Charles François de la Traverse

(Paris, 1726-c. 1787)


  • Date: 1760
  • Ink and grey-brown wash on paper
  • 310 x 204 mm
  • Inscribed: “La Mort l’arrache à la Terre pour la livré à L’Eternité, Settembre 1760”, on the reverse
  • Provenance: Madrid, Félix Boix collection; Madrid, private collection

This drawing depicts the biblical episode narrated in Genesis (19: 31-35) in which Lot moved into a cave with his daughters following their escape from the destruction of Sodom. Unable to find men to continue their family line, the daughters made their father drunk in order to achieve this purpose.
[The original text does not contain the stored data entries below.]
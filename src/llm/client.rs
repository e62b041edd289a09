//! LLM client abstraction and provider selection.
//!
//! Every provider implements [`LlmClient`]; callers pick one at runtime via
//! [`Provider`] or by name through [`LlmClientFactory`], so application code
//! never depends on a concrete backend.

use crate::types::{AppError, Result};
use async_trait::async_trait;
use serde::{Deserialize, Serialize};

/// Generic LLM client trait for provider abstraction.
#[async_trait]
pub trait LlmClient: Send + Sync {
    /// Generate a completion from a prompt.
    async fn generate(&self, prompt: &str) -> Result<String>;

    /// Generate with a system prompt.
    async fn generate_with_system(&self, system: &str, prompt: &str) -> Result<String>;

    /// Generate with conversation history as (role, content) pairs.
    async fn generate_with_history(&self, messages: &[(String, String)]) -> Result<String>;

    /// Generate from a text prompt plus local image files.
    ///
    /// Only multimodal providers override this; the default is an error.
    async fn generate_with_images(&self, _prompt: &str, _image_paths: &[String]) -> Result<String> {
        Err(AppError::Llm(format!(
            "Model '{}' does not support image input",
            self.model_name()
        )))
    }

    /// Stream a completion chunk by chunk.
    async fn stream(
        &self,
        prompt: &str,
    ) -> Result<Box<dyn futures::Stream<Item = Result<String>> + Send + Unpin>>;

    /// The model identifier this client talks to.
    fn model_name(&self) -> &str;

    /// Static description of the model and its capabilities.
    fn model_info(&self) -> ModelInfo;
}

/// Description of a model behind an [`LlmClient`].
#[derive(Debug, Clone, Serialize, Deserialize)]
pub struct ModelInfo {
    pub name: String,
    pub provider: String,
    pub supports_streaming: bool,
    pub supports_vision: bool,
}

/// Provider enum for runtime selection.
#[derive(Debug, Clone)]
pub enum Provider {
    /// Google Gemini via the Generative Language API.
    Gemini { api_key: String, model: String },

    /// OpenAI API and compatible endpoints.
    #[cfg(feature = "openai")]
    OpenAI {
        api_key: String,
        api_base: String,
        model: String,
    },

    /// Local Ollama server.
    #[cfg(feature = "ollama")]
    Ollama { base_url: String, model: String },
}

impl Provider {
    /// Create a client instance for this provider.
    pub async fn create_client(&self) -> Result<Box<dyn LlmClient>> {
        match self {
            Provider::Gemini { api_key, model } => Ok(Box::new(
                super::gemini::GeminiClient::new(api_key.clone(), model.clone())?,
            )),

            #[cfg(feature = "openai")]
            Provider::OpenAI {
                api_key,
                api_base,
                model,
            } => Ok(Box::new(super::openai::OpenAIClient::new(
                api_key.clone(),
                api_base.clone(),
                model.clone(),
            ))),

            #[cfg(feature = "ollama")]
            Provider::Ollama { base_url, model } => Ok(Box::new(
                super::ollama::OllamaClient::new(base_url.clone(), model.clone())?,
            )),
        }
    }

    /// Human-readable provider name.
    pub fn name(&self) -> &'static str {
        match self {
            Provider::Gemini { .. } => "Gemini",
            #[cfg(feature = "openai")]
            Provider::OpenAI { .. } => "OpenAI",
            #[cfg(feature = "ollama")]
            Provider::Ollama { .. } => "Ollama",
        }
    }

    /// The model this provider is configured for.
    pub fn model(&self) -> &str {
        match self {
            Provider::Gemini { model, .. } => model,
            #[cfg(feature = "openai")]
            Provider::OpenAI { model, .. } => model,
            #[cfg(feature = "ollama")]
            Provider::Ollama { model, .. } => model,
        }
    }
}

/// Builds providers from configuration and provider names.
///
/// The factory owns a default provider and resolves `"gemini"`, `"openai"`,
/// and `"ollama"` by name; anything else is an invalid-input error.
pub struct LlmClientFactory {
    default_provider: Provider,
    config: crate::config::ProviderConfig,
}

impl LlmClientFactory {
    /// Create a factory with an explicit default provider.
    pub fn new(default_provider: Provider, config: crate::config::ProviderConfig) -> Self {
        Self {
            default_provider,
            config,
        }
    }

    /// Pick the default provider from configuration: Gemini when a Google
    /// key is present, otherwise Ollama (when enabled).
    #[allow(unreachable_code)]
    pub fn from_config(config: &crate::config::ProviderConfig) -> Result<Self> {
        if let Some(ref key) = config.google_api_key {
            let provider = Provider::Gemini {
                api_key: key.clone(),
                model: config.generation_model.clone(),
            };
            return Ok(Self::new(provider, config.clone()));
        }

        #[cfg(feature = "ollama")]
        {
            let provider = Provider::Ollama {
                base_url: config.ollama_url.clone(),
                model: config.generation_model.clone(),
            };
            return Ok(Self::new(provider, config.clone()));
        }

        Err(AppError::Configuration(
            "No LLM provider available: set GOOGLE_API_KEY or enable the 'ollama' feature"
                .to_string(),
        ))
    }

    /// Create a client using the default provider.
    pub async fn create_default(&self) -> Result<Box<dyn LlmClient>> {
        self.default_provider.create_client().await
    }

    /// Resolve a provider by name and create a client for it.
    pub async fn create_by_name(&self, name: &str) -> Result<Box<dyn LlmClient>> {
        self.provider_by_name(name)?.create_client().await
    }

    /// Resolve a provider by name using the factory's configuration.
    pub fn provider_by_name(&self, name: &str) -> Result<Provider> {
        match name.to_lowercase().as_str() {
            "gemini" | "google" => {
                let api_key = self.config.google_api_key.clone().ok_or_else(|| {
                    AppError::Configuration(
                        "Google API key is required. Set GOOGLE_API_KEY".to_string(),
                    )
                })?;
                Ok(Provider::Gemini {
                    api_key,
                    model: self.config.generation_model.clone(),
                })
            }

            #[cfg(feature = "openai")]
            "openai" => {
                let api_key = self.config.openai_api_key.clone().ok_or_else(|| {
                    AppError::Configuration(
                        "OpenAI API key is required. Set OPENAI_API_KEY".to_string(),
                    )
                })?;
                Ok(Provider::OpenAI {
                    api_key,
                    api_base: "https://api.openai.com/v1".to_string(),
                    model: self.config.generation_model.clone(),
                })
            }

            #[cfg(feature = "ollama")]
            "ollama" => Ok(Provider::Ollama {
                base_url: self.config.ollama_url.clone(),
                model: self.config.generation_model.clone(),
            }),

            other => Err(AppError::InvalidInput(format!(
                "Unsupported model type: {}",
                other
            ))),
        }
    }

    /// The configured default provider.
    pub fn default_provider(&self) -> &Provider {
        &self.default_provider
    }
}

#[cfg(test)]
mod tests {
    use super::*;
    use crate::config::ProviderConfig;

    fn provider_config() -> ProviderConfig {
        ProviderConfig {
            google_api_key: Some("test-key".to_string()),
            openai_api_key: None,
            ollama_url: "http://localhost:11434".to_string(),
            generation_model: "gemini-1.5-pro".to_string(),
            embedding_model: "models/embedding-001".to_string(),
        }
    }

    #[test]
    fn provider_reports_name_and_model() {
        let provider = Provider::Gemini {
            api_key: "k".to_string(),
            model: "gemini-1.5-flash".to_string(),
        };
        assert_eq!(provider.name(), "Gemini");
        assert_eq!(provider.model(), "gemini-1.5-flash");
    }

    #[test]
    fn factory_prefers_gemini_when_key_present() {
        let factory = LlmClientFactory::from_config(&provider_config()).unwrap();
        assert_eq!(factory.default_provider().name(), "Gemini");
    }

    #[cfg(feature = "ollama")]
    #[test]
    fn factory_falls_back_to_ollama_without_key() {
        let mut config = provider_config();
        config.google_api_key = None;
        let factory = LlmClientFactory::from_config(&config).unwrap();
        assert_eq!(factory.default_provider().name(), "Ollama");
    }

    #[test]
    fn unknown_provider_name_is_rejected() {
        let factory = LlmClientFactory::from_config(&provider_config()).unwrap();
        let err = factory.provider_by_name("claude").unwrap_err();
        assert!(err.to_string().contains("Unsupported model type"));
    }

    #[test]
    fn provider_name_resolution_is_case_insensitive() {
        let factory = LlmClientFactory::from_config(&provider_config()).unwrap();
        assert_eq!(factory.provider_by_name("GEMINI").unwrap().name(), "Gemini");
    }
}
Lot is the male figure in the centre of the composition, holding a glass. His daughters are located on either side of him, one sitting next to him and attempting to seduce him and the other one standing, filling her father’s glass with wine from a pitcher in order to make him drunk. This subject was widely represented after the Council of Trent due to its markedly moralising nature and the potential that it offered artists to depict female nudes in sensual poses. Interest in this iconography declined in the 18th century but some artists, including Charles François de la Traverse – who worked in all the pictorial genres and who was noted for his “enormously fertile invention and great erudition in composition” 1 – offered his interpretation of this biblical episode.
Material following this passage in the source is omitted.